ABNORMAL capnographs are not unusual in clinical anesthesia. These typically result from uneven ventilation in patients with lung disease. Previous reports also have noted abnormal capnograph tracings resulting from loose connections between the end-tidal carbon dioxide sample line and the gas analyzer or other leaks in the system.The resulting biphasic waveform has been described as a long lower plateau followed by a short higher plateau rather than the usual single plateau waveform. We report a case of an abnormal triphasic capnograph tracing with a mid-plateau hump. As we eventually discovered, this was due to a longer than normal sample line combined with a cracked water trap (Apollo, Drager Medical, Telford, PA).
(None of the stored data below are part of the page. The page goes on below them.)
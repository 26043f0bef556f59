#![cfg(target_os = "linux")]
//! Exclusive access on Linux.
//!
//! An `EVIOCGRAB` on a pad's event node cuts every other reader off, gilrs
//! included. While the grab is held, the grabbing fd is the only source of
//! events, so it also becomes the source of the pad's raw state.

use super::RawInputState;
use evdev::{AbsoluteAxisCode, Device, EventType, InputEvent, KeyCode};
use std::collections::HashMap;
use std::os::unix::io::AsRawFd;
use std::path::{Path, PathBuf};
use std::sync::atomic::{AtomicBool, Ordering};
use std::sync::{Arc, Mutex};
use std::thread::{self, JoinHandle};
use std::time::Duration;

/// One udev input node that may belong to a gilrs pad.
#[derive(Debug, Clone, PartialEq, Eq)]
pub struct NodeCandidate {
    pub devnode: PathBuf,
    pub vendor: Option<u16>,
    pub product: Option<u16>,
    /// udev tagged the node `ID_INPUT_JOYSTICK=1`.
    pub joystick: bool,
    /// Kernel name of the input device, as gilrs reports it in `os_name`.
    pub name: Option<String>,
    /// Serial number, or the physical port path when the pad has none.
    pub instance: Option<String>,
}

impl NodeCandidate {
    fn is_event_node(&self) -> bool {
        self.devnode
            .file_name()
            .is_some_and(|n| n.to_string_lossy().starts_with("event"))
    }
}

/// Lists every input node udev knows about.
pub fn scan_nodes(udev: &libudev::Context) -> Vec<NodeCandidate> {
    let Ok(mut enumerator) = libudev::Enumerator::new(udev) else {
        return Vec::new();
    };
    if enumerator.match_subsystem("input").is_err() {
        return Vec::new();
    }
    let Ok(devices) = enumerator.scan_devices() else {
        return Vec::new();
    };

    devices
        .filter_map(|device| {
            let devnode = device.devnode()?.to_path_buf();
            let text = |key: &str| {
                device
                    .property_value(key)
                    .and_then(|s| s.to_str())
                    .filter(|s| !s.is_empty())
                    .map(str::to_string)
            };
            let hex = |key: &str| text(key).and_then(|s| u16::from_str_radix(&s, 16).ok());
            let name = device.parent().and_then(|parent| {
                parent
                    .attribute_value("name")
                    .and_then(|s| s.to_str())
                    .map(str::to_string)
            });

            Some(NodeCandidate {
                devnode,
                vendor: hex("ID_VENDOR_ID"),
                product: hex("ID_PRODUCT_ID").or_else(|| hex("ID_MODEL_ID")),
                joystick: text("ID_INPUT_JOYSTICK").as_deref() == Some("1"),
                name,
                instance: text("ID_SERIAL_SHORT").or_else(|| text("ID_PATH")),
            })
        })
        .collect()
}

/// Picks the event node of one pad.
///
/// Only joystick event nodes with the pad's USB ids qualify; nodes another
/// pad already owns are skipped. A node whose kernel name matches `name` wins
/// over the first remaining one.
pub fn select_node<'a>(
    candidates: &'a [NodeCandidate],
    vendor: Option<u16>,
    product: Option<u16>,
    name: &str,
    taken: &[PathBuf],
) -> Option<&'a NodeCandidate> {
    let mut fallback = None;
    for candidate in candidates.iter().filter(|c| {
        c.joystick
            && c.is_event_node()
            && c.vendor == vendor
            && c.product == product
            && !taken.contains(&c.devnode)
    }) {
        if candidate.name.as_deref() == Some(name) {
            return Some(candidate);
        }
        fallback.get_or_insert(candidate);
    }
    if fallback.is_none() {
        log::warn!("Device node not found for: {}", name);
    }
    fallback
}

/// Gilrs button order, as evdev key codes.
const KEY_ORDER: [KeyCode; 11] = [
    KeyCode::BTN_SOUTH,
    KeyCode::BTN_EAST,
    KeyCode::BTN_WEST,
    KeyCode::BTN_NORTH,
    KeyCode::BTN_TL,
    KeyCode::BTN_TR,
    KeyCode::BTN_SELECT,
    KeyCode::BTN_START,
    KeyCode::BTN_MODE,
    KeyCode::BTN_THUMBL,
    KeyCode::BTN_THUMBR,
];

/// Gilrs stick order. Vertical axes are flipped: gilrs reports up as positive.
const STICK_AXES: [(AbsoluteAxisCode, bool); 4] = [
    (AbsoluteAxisCode::ABS_X, false),
    (AbsoluteAxisCode::ABS_Y, true),
    (AbsoluteAxisCode::ABS_RX, false),
    (AbsoluteAxisCode::ABS_RY, true),
];

const SLIDER_AXES: [AbsoluteAxisCode; 2] = [AbsoluteAxisCode::ABS_Z, AbsoluteAxisCode::ABS_RZ];

fn set<T: PartialEq>(slot: &mut T, value: T) -> bool {
    if *slot == value {
        false
    } else {
        *slot = value;
        true
    }
}

/// Folds raw evdev events into the layout the gilrs backend produces.
#[derive(Debug, Clone)]
pub struct EventState {
    state: RawInputState,
    /// Absolute axis code -> (minimum, maximum).
    ranges: HashMap<u16, (i32, i32)>,
}

impl EventState {
    pub fn new(seed: RawInputState, ranges: HashMap<u16, (i32, i32)>) -> Self {
        let mut state = seed;
        state.buttons.resize(KEY_ORDER.len(), false);
        state.axes.resize(STICK_AXES.len(), 0.0);
        state.sliders.resize(SLIDER_AXES.len(), -1.0);
        if state.hats.is_empty() {
            state.hats.push(Default::default());
        }
        Self { state, ranges }
    }

    pub fn state(&self) -> &RawInputState {
        &self.state
    }

    /// Returns true when the event changed the state.
    pub fn apply(&mut self, event: &InputEvent) -> bool {
        match event.event_type() {
            EventType::KEY => self.apply_key(event.code(), event.value() != 0),
            EventType::ABSOLUTE => self.apply_abs(event.code(), event.value()),
            _ => false,
        }
    }

    fn apply_key(&mut self, code: u16, pressed: bool) -> bool {
        if let Some(i) = KEY_ORDER.iter().position(|k| k.0 == code) {
            return set(&mut self.state.buttons[i], pressed);
        }
        let hat = &mut self.state.hats[0];
        let target = if code == KeyCode::BTN_DPAD_UP.0 {
            &mut hat.up
        } else if code == KeyCode::BTN_DPAD_DOWN.0 {
            &mut hat.down
        } else if code == KeyCode::BTN_DPAD_LEFT.0 {
            &mut hat.left
        } else if code == KeyCode::BTN_DPAD_RIGHT.0 {
            &mut hat.right
        } else {
            return false;
        };
        set(target, pressed)
    }

    fn apply_abs(&mut self, code: u16, raw: i32) -> bool {
        if let Some(i) = STICK_AXES.iter().position(|(axis, _)| axis.0 == code) {
            let value = self.normalize(code, raw);
            let value = if STICK_AXES[i].1 { -value } else { value };
            return set(&mut self.state.axes[i], value);
        }
        if let Some(i) = SLIDER_AXES.iter().position(|axis| axis.0 == code) {
            let value = self.normalize(code, raw);
            return set(&mut self.state.sliders[i], value);
        }

        let hat = &mut self.state.hats[0];
        if code == AbsoluteAxisCode::ABS_HAT0X.0 {
            set(&mut hat.left, raw < 0) | set(&mut hat.right, raw > 0)
        } else if code == AbsoluteAxisCode::ABS_HAT0Y.0 {
            set(&mut hat.up, raw < 0) | set(&mut hat.down, raw > 0)
        } else {
            false
        }
    }

    /// Scales to -1.0..=1.0 over the axis's reported range.
    fn normalize(&self, code: u16, raw: i32) -> f32 {
        match self.ranges.get(&code) {
            Some(&(min, max)) if max != min => {
                ((2.0 * (raw - min) as f32 / (max - min) as f32) - 1.0).clamp(-1.0, 1.0)
            }
            _ => 0.0,
        }
    }
}

fn set_nonblocking(device: &Device) -> std::io::Result<()> {
    let fd = device.as_raw_fd();
    let flags = unsafe { libc::fcntl(fd, libc::F_GETFL) };
    if flags < 0 {
        return Err(std::io::Error::last_os_error());
    }
    if unsafe { libc::fcntl(fd, libc::F_SETFL, flags | libc::O_NONBLOCK) } < 0 {
        return Err(std::io::Error::last_os_error());
    }
    Ok(())
}

/// An `EVIOCGRAB` held on a device node, with a reader thread that keeps
/// the pad's shared state current while it is held.
pub struct ExclusiveGrab {
    keep_running: Arc<AtomicBool>,
    thread: Option<JoinHandle<()>>,
    path: PathBuf,
}

impl ExclusiveGrab {
    pub fn acquire(
        path: &Path,
        state: Arc<Mutex<Option<RawInputState>>>,
        interval: Duration,
    ) -> anyhow::Result<Self> {
        let mut device = Device::open(path)
            .map_err(|e| anyhow::anyhow!("Failed to open {}: {}", path.display(), e))?;
        set_nonblocking(&device)?;

        let ranges: HashMap<u16, (i32, i32)> = match device.get_absinfo() {
            Ok(info) => info
                .map(|(axis, info)| (axis.0, (info.minimum(), info.maximum())))
                .collect(),
            Err(_) => HashMap::new(),
        };

        device
            .grab()
            .map_err(|e| anyhow::anyhow!("Failed to grab {}: {}", path.display(), e))?;

        let seed = state
            .lock()
            .unwrap_or_else(|e| e.into_inner())
            .clone()
            .unwrap_or_default();
        let events = EventState::new(seed, ranges);

        let keep_running = Arc::new(AtomicBool::new(true));
        let thread = {
            let keep_running = Arc::clone(&keep_running);
            let path = path.to_path_buf();
            thread::Builder::new()
                .name("evdev-grab".into())
                .spawn(move || read_grabbed(device, events, state, keep_running, interval, path))?
        };

        log::info!("Exclusive access to {}", path.display());
        Ok(Self {
            keep_running,
            thread: Some(thread),
            path: path.to_path_buf(),
        })
    }

    /// Stops the reader, which ungrabs the node on its way out.
    pub fn release(mut self) -> anyhow::Result<()> {
        self.shutdown()?;
        log::info!("Shared access to {}", self.path.display());
        Ok(())
    }

    fn shutdown(&mut self) -> anyhow::Result<()> {
        self.keep_running.store(false, Ordering::SeqCst);
        if let Some(thread) = self.thread.take() {
            thread
                .join()
                .map_err(|_| anyhow::anyhow!("Reader for {} panicked", self.path.display()))?;
        }
        Ok(())
    }
}

impl Drop for ExclusiveGrab {
    fn drop(&mut self) {
        if let Err(e) = self.shutdown() {
            log::error!("{}", e);
        }
    }
}

fn read_grabbed(
    mut device: Device,
    mut events: EventState,
    state: Arc<Mutex<Option<RawInputState>>>,
    keep_running: Arc<AtomicBool>,
    interval: Duration,
    path: PathBuf,
) {
    while keep_running.load(Ordering::SeqCst) {
        match device.fetch_events() {
            Ok(batch) => {
                let mut changed = false;
                for event in batch {
                    changed |= events.apply(&event);
                }
                if changed {
                    *state.lock().unwrap_or_else(|e| e.into_inner()) = Some(events.state().clone());
                }
            }
            Err(e) if e.kind() == std::io::ErrorKind::WouldBlock => thread::sleep(interval),
            Err(e) => {
                // Unplugged; gilrs reports the disconnect.
                log::info!("Stopped reading {}: {}", path.display(), e);
                return;
            }
        }
    }

    if let Err(e) = device.ungrab() {
        log::warn!("Failed to release {}: {}", path.display(), e);
    }
}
This case highlights the importance of prompt recognition of abnormal carbon dioxide waveforms and the resulting clinical implications. Also, we identified an equipment failure that was not detected during the Drager Apollo anesthesia machine self-check.
Case Report
A 54-yr-old woman (American Society of Anesthesiologists physical status 2) presented for right front temporal craniotomy for superficial temporal artery to middle cerebral artery bypass graft under mild hypothermia with intraoperative electrophysiologic monitoring. Her past medical history was notable for bilateral Moyamoya disease, atrial aneurysm, uterine fibroids, obstructive sleep apnea, hypertension, and hyperlipidemia. She was 160 cm tall and weighed 90 kg.